If you traced your last ten chargebacks to their origin point in your pick workflow, how many would you find started before the order hit the pack station?
Most 3PL operators who run this analysis are surprised. The dock is clean. The manifest process is clean. The short-ships start one step earlier, every time.
That's the step to fix. Learn more about how the Cloudbox Mobile Scale Station works for 3PL fulfillment at cloudboxapp.com/industrial, see deployment examples at cloudboxapp.com/case-study, or talk to our team at cloudboxapp.com/contact-us.
A chargeback is a financial penalty issued by a customer or retailer when a 3PL ships an incorrect order: wrong quantity, wrong SKU, or damaged product. Short-ship chargebacks (fewer units than ordered) and over-ship chargebacks (more units than ordered) are both common. The chargeback typically arrives 30 to 60 days after the shipment.
The pick face is where a human selects items from storage. Scan-based verification confirms SKU identity but not quantity. A picker can scan a barcode and place three units when the order calls for four. The scan passes. The error enters the order. Dock-level weight checks verify gross shipment weight, not per-SKU quantity. The error ships.
Weight-based verification works best for SKUs with a consistent known weight per unit. It is most effective for commodity items, industrial parts, fasteners, and similar products.
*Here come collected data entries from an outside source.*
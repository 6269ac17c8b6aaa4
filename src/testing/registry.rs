use async_trait::async_trait;
use parking_lot::Mutex;
use std::collections::HashMap;

use crate::models::{
    ApplicationInterfaceDescription, ComputeResourceDescription, ExperimentModel,
    GatewayResourceProfile, GroupComputeResourcePreference, JobModel, JobStatus, ProcessModel,
    ProcessStatus, ProcessWorkflow, StoragePreference, StorageResourceDescription,
};
use crate::registry::{RegistryError, RegistryResult, RegistryService, StagedOutput};

#[derive(Debug, Clone, PartialEq)]
pub struct RecordedOutput {
    pub experiment_id: String,
    pub process_id: String,
    pub output_name: String,
    pub output: StagedOutput,
}

#[derive(Debug, Clone, PartialEq)]
pub struct RecordedJobStatus {
    pub status: JobStatus,
    pub task_id: String,
    pub job_id: String,
}

#[derive(Default)]
struct RegistryState {
    processes: HashMap<String, ProcessModel>,
    experiments: HashMap<String, ExperimentModel>,
    process_statuses: HashMap<String, ProcessStatus>,
    jobs: Vec<JobModel>,
    compute_preferences: HashMap<(String, String), GroupComputeResourcePreference>,
    compute_resources: HashMap<String, ComputeResourceDescription>,
    gateway_profiles: HashMap<String, GatewayResourceProfile>,
    storage_preferences: HashMap<(String, String), StoragePreference>,
    storage_resources: HashMap<String, StorageResourceDescription>,
    application_interfaces: HashMap<String, ApplicationInterfaceDescription>,

    status_updates: Vec<(String, ProcessStatus)>,
    job_status_appends: Vec<RecordedJobStatus>,
    workflow_registrations: Vec<ProcessWorkflow>,
    outputs: Vec<RecordedOutput>,
    fail_workflow_registration: bool,
}

/// Registry held in memory; every mutation is also recorded for assertions
#[derive(Default)]
pub struct InMemoryRegistry {
    state: Mutex<RegistryState>,
}

fn not_found<T>(entity: &str, id: &str) -> RegistryResult<T> {
    Err(RegistryError::not_found(entity, id))
}

impl InMemoryRegistry {
    pub fn new() -> Self {
        Self::default()
    }

    pub fn insert_process(&self, process: ProcessModel) {
        self.state
            .lock()
            .processes
            .insert(process.process_id.clone(), process);
    }

    pub fn insert_experiment(&self, experiment: ExperimentModel) {
        self.state
            .lock()
            .experiments
            .insert(experiment.experiment_id.clone(), experiment);
    }

    pub fn set_process_status(&self, process_id: &str, status: ProcessStatus) {
        self.state
            .lock()
            .process_statuses
            .insert(process_id.to_string(), status);
    }

    pub fn insert_job(&self, job: JobModel) {
        self.state.lock().jobs.push(job);
    }

    pub fn insert_compute_preference(&self, preference: GroupComputeResourcePreference) {
        let key = (
            preference.compute_resource_id.clone(),
            preference.group_resource_profile_id.clone(),
        );
        self.state.lock().compute_preferences.insert(key, preference);
    }

    pub fn insert_compute_resource(&self, resource: ComputeResourceDescription) {
        self.state
            .lock()
            .compute_resources
            .insert(resource.compute_resource_id.clone(), resource);
    }

    pub fn insert_gateway_profile(&self, profile: GatewayResourceProfile) {
        self.state
            .lock()
            .gateway_profiles
            .insert(profile.gateway_id.clone(), profile);
    }

    pub fn insert_storage_preference(&self, gateway_id: &str, preference: StoragePreference) {
        let key = (
            gateway_id.to_string(),
            preference.storage_resource_id.clone(),
        );
        self.state.lock().storage_preferences.insert(key, preference);
    }

    pub fn insert_storage_resource(&self, resource: StorageResourceDescription) {
        self.state
            .lock()
            .storage_resources
            .insert(resource.storage_resource_id.clone(), resource);
    }

    pub fn insert_application_interface(&self, interface: ApplicationInterfaceDescription) {
        self.state
            .lock()
            .application_interfaces
            .insert(interface.application_interface_id.clone(), interface);
    }

    pub fn fail_workflow_registration(&self) {
        self.state.lock().fail_workflow_registration = true;
    }

    pub fn status_updates(&self) -> Vec<(String, ProcessStatus)> {
        self.state.lock().status_updates.clone()
    }

    pub fn job_status_appends(&self) -> Vec<RecordedJobStatus> {
        self.state.lock().job_status_appends.clone()
    }

    pub fn workflow_registrations(&self) -> Vec<ProcessWorkflow> {
        self.state.lock().workflow_registrations.clone()
    }

    pub fn outputs(&self) -> Vec<RecordedOutput> {
        self.state.lock().outputs.clone()
    }
}

#[async_trait]
impl RegistryService for InMemoryRegistry {
    async fn get_process(&self, process_id: &str) -> RegistryResult<ProcessModel> {
        match self.state.lock().processes.get(process_id) {
            Some(process) => Ok(process.clone()),
            None => not_found("Process", process_id),
        }
    }

    async fn get_experiment(&self, experiment_id: &str) -> RegistryResult<ExperimentModel> {
        match self.state.lock().experiments.get(experiment_id) {
            Some(experiment) => Ok(experiment.clone()),
            None => not_found("Experiment", experiment_id),
        }
    }

    async fn get_process_status(&self, process_id: &str) -> RegistryResult<ProcessStatus> {
        match self.state.lock().process_statuses.get(process_id) {
            Some(status) => Ok(status.clone()),
            None => not_found("ProcessStatus", process_id),
        }
    }

    async fn update_process_status(
        &self,
        process_id: &str,
        status: ProcessStatus,
    ) -> RegistryResult<()> {
        let mut state = self.state.lock();
        state
            .process_statuses
            .insert(process_id.to_string(), status.clone());
        state.status_updates.push((process_id.to_string(), status));
        Ok(())
    }

    async fn get_jobs_by_job_id(&self, job_id: &str) -> RegistryResult<Vec<JobModel>> {
        Ok(self
            .state
            .lock()
            .jobs
            .iter()
            .filter(|job| job.job_id == job_id)
            .cloned()
            .collect())
    }

    async fn get_jobs_for_process(&self, process_id: &str) -> RegistryResult<Vec<JobModel>> {
        Ok(self
            .state
            .lock()
            .jobs
            .iter()
            .filter(|job| job.process_id == process_id)
            .cloned()
            .collect())
    }

    async fn add_job_status(
        &self,
        status: JobStatus,
        task_id: &str,
        job_id: &str,
    ) -> RegistryResult<()> {
        let mut state = self.state.lock();
        for job in state
            .jobs
            .iter_mut()
            .filter(|job| job.job_id == job_id && job.task_id == task_id)
        {
            job.job_statuses.push(status.clone());
        }
        state.job_status_appends.push(RecordedJobStatus {
            status,
            task_id: task_id.to_string(),
            job_id: job_id.to_string(),
        });
        Ok(())
    }

    async fn add_process_workflow(&self, workflow: ProcessWorkflow) -> RegistryResult<()> {
        let mut state = self.state.lock();
        if state.fail_workflow_registration {
            return Err(RegistryError::operation_failed(
                "add_process_workflow",
                "registration disabled",
            ));
        }
        if let Some(process) = state.processes.get_mut(&workflow.process_id) {
            process.process_workflows.push(workflow.clone());
        }
        state.workflow_registrations.push(workflow);
        Ok(())
    }

    async fn get_group_compute_resource_preference(
        &self,
        compute_resource_id: &str,
        group_resource_profile_id: &str,
    ) -> RegistryResult<GroupComputeResourcePreference> {
        let key = (
            compute_resource_id.to_string(),
            group_resource_profile_id.to_string(),
        );
        match self.state.lock().compute_preferences.get(&key) {
            Some(preference) => Ok(preference.clone()),
            None => not_found("GroupComputeResourcePreference", compute_resource_id),
        }
    }

    async fn get_compute_resource(
        &self,
        compute_resource_id: &str,
    ) -> RegistryResult<ComputeResourceDescription> {
        match self.state.lock().compute_resources.get(compute_resource_id) {
            Some(resource) => Ok(resource.clone()),
            None => not_found("ComputeResource", compute_resource_id),
        }
    }

    async fn get_gateway_resource_profile(
        &self,
        gateway_id: &str,
    ) -> RegistryResult<GatewayResourceProfile> {
        match self.state.lock().gateway_profiles.get(gateway_id) {
            Some(profile) => Ok(profile.clone()),
            None => not_found("GatewayResourceProfile", gateway_id),
        }
    }

    async fn get_gateway_storage_preference(
        &self,
        gateway_id: &str,
        storage_resource_id: &str,
    ) -> RegistryResult<StoragePreference> {
        let key = (gateway_id.to_string(), storage_resource_id.to_string());
        match self.state.lock().storage_preferences.get(&key) {
            Some(preference) => Ok(preference.clone()),
            None => not_found("StoragePreference", storage_resource_id),
        }
    }

    async fn get_storage_resource(
        &self,
        storage_resource_id: &str,
    ) -> RegistryResult<StorageResourceDescription> {
        match self.state.lock().storage_resources.get(storage_resource_id) {
            Some(resource) => Ok(resource.clone()),
            None => not_found("StorageResource", storage_resource_id),
        }
    }

    async fn get_application_interface(
        &self,
        application_interface_id: &str,
    ) -> RegistryResult<ApplicationInterfaceDescription> {
        match self
            .state
            .lock()
            .application_interfaces
            .get(application_interface_id)
        {
            Some(interface) => Ok(interface.clone()),
            None => not_found("ApplicationInterface", application_interface_id),
        }
    }

    async fn add_experiment_output(
        &self,
        experiment_id: &str,
        process_id: &str,
        output_name: &str,
        output: StagedOutput,
    ) -> RegistryResult<()> {
        self.state.lock().outputs.push(RecordedOutput {
            experiment_id: experiment_id.to_string(),
            process_id: process_id.to_string(),
            output_name: output_name.to_string(),
            output,
        });
        Ok(())
    }
}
It does not reliably catch wrong-SKU errors when two SKUs have identical weights. For maximum coverage, combine weight-based quantity verification with barcode scanning for SKU identity.
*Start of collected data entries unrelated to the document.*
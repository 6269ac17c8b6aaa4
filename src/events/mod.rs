//! # Status Notifications
//!
//! Outbound process and job status change events, tagged with the gateway,
//! experiment and process (and, for jobs, job and task) identifiers.

pub mod publisher;

pub use publisher::{EventPublisher, PublishError, PublishedEvent, StatusPublisher};

use serde::{Deserialize, Serialize};

use crate::state_machine::{JobState, ProcessState};
use crate::tasks::ProcessScope;

#[derive(Debug, Clone, PartialEq, Eq, Serialize, Deserialize)]
pub struct ProcessStatusChangeEvent {
    pub state: ProcessState,
    pub scope: ProcessScope,
}

#[derive(Debug, Clone, PartialEq, Eq, Serialize, Deserialize)]
pub struct JobStatusChangeEvent {
    pub state: JobState,
    pub job_id: String,
    pub task_id: String,
    pub scope: ProcessScope,
}

#[derive(Debug, Clone, PartialEq, Eq, Serialize, Deserialize)]
#[serde(tag = "kind", rename_all = "snake_case")]
pub enum StatusEvent {
    Process(ProcessStatusChangeEvent),
    Job(JobStatusChangeEvent),
}

impl StatusEvent {
    pub fn process(state: ProcessState, scope: ProcessScope) -> Self {
        Self::Process(ProcessStatusChangeEvent { state, scope })
    }

    pub fn job(
        state: JobState,
        job_id: impl Into<String>,
        task_id: impl Into<String>,
        scope: ProcessScope,
    ) -> Self {
        Self::Job(JobStatusChangeEvent {
            state,
            job_id: job_id.into(),
            task_id: task_id.into(),
            scope,
        })
    }

    pub fn process_id(&self) -> &str {
        match self {
            Self::Process(event) => &event.scope.process_id,
            Self::Job(event) => &event.scope.process_id,
        }
    }
}
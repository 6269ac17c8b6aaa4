//! # Data Models
//!
//! Registry-owned records that the orchestration layer reads and, through the
//! registry, updates. The engine never persists these types itself.
//!
//! - [`process`]: processes, experiments, task DAG entries and staging sub-models
//! - [`job`]: remote scheduler jobs, their status history and monitor results
//! - [`resource`]: compute/storage preferences and descriptions used to resolve adaptors

pub mod job;
pub mod process;
pub mod resource;

pub use job::{JobModel, JobStatus, JobStatusResult};
pub use process::{
    DataStagingTaskModel, DataType, ExperimentModel, InputDataObject, OutputDataObject,
    ProcessModel, ProcessStatus, ProcessWorkflow, StagingType, TaskModel, TaskType,
    UserConfigurationData,
};
pub use resource::{
    ApplicationInterfaceDescription, ComputeResourceDescription, DataMovementProtocol,
    GatewayResourceProfile, GroupComputeResourcePreference, JobManagerType,
    JobSubmissionProtocol, ResourceType, StoragePreference, StorageResourceDescription,
};
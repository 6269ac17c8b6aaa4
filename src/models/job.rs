use chrono::{DateTime, Utc};
use serde::{Deserialize, Serialize};

use crate::state_machine::JobState;

#[derive(Debug, Clone, PartialEq, Serialize, Deserialize)]
pub struct JobStatus {
    pub job_state: JobState,
    pub time_of_state_change: DateTime<Utc>,
    pub reason: Option<String>,
}

impl JobStatus {
    /// Status stamped with the current time, reason set to the state name
    pub fn now(job_state: JobState) -> Self {
        Self {
            job_state,
            time_of_state_change: Utc::now(),
            reason: Some(job_state.as_str().to_string()),
        }
    }
}

/// One submission of a process to a remote scheduler
#[derive(Debug, Clone, PartialEq, Serialize, Deserialize)]
pub struct JobModel {
    pub job_id: String,
    pub job_name: String,
    pub task_id: String,
    pub process_id: String,
    #[serde(default)]
    pub job_statuses: Vec<JobStatus>,
}

impl JobModel {
    /// Most recent recorded state, by time of state change
    pub fn latest_state(&self) -> Option<JobState> {
        self.job_statuses
            .iter()
            .max_by_key(|status| status.time_of_state_change)
            .map(|status| status.job_state)
    }
}

/// A job status update emitted by a remote job monitor
#[derive(Debug, Clone, PartialEq, Serialize, Deserialize)]
pub struct JobStatusResult {
    pub job_id: String,
    pub job_name: String,
    pub state: JobState,
    pub publisher_name: String,
}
Pick-face verification confirms the correct quantity at the moment of pick, before the item enters the order container. Weight-based pick-face verification uses a scale on the fulfillment cart. When the picker places items, the scale reads the weight and compares it to the expected weight for the ordered quantity. A discrepancy flags before the picker moves to the next location.
The Cloudbox Mobile Scale Station is a scale mounted on a fulfillment cart. It integrates with Zebra scanner workflows and the Cloudbox app. After each pick, the scale reads the container weight and confirms it matches the expected weight for the order quantity. If it does not match, the picker's scanner or tablet shows a flag and the picker recounts before moving on.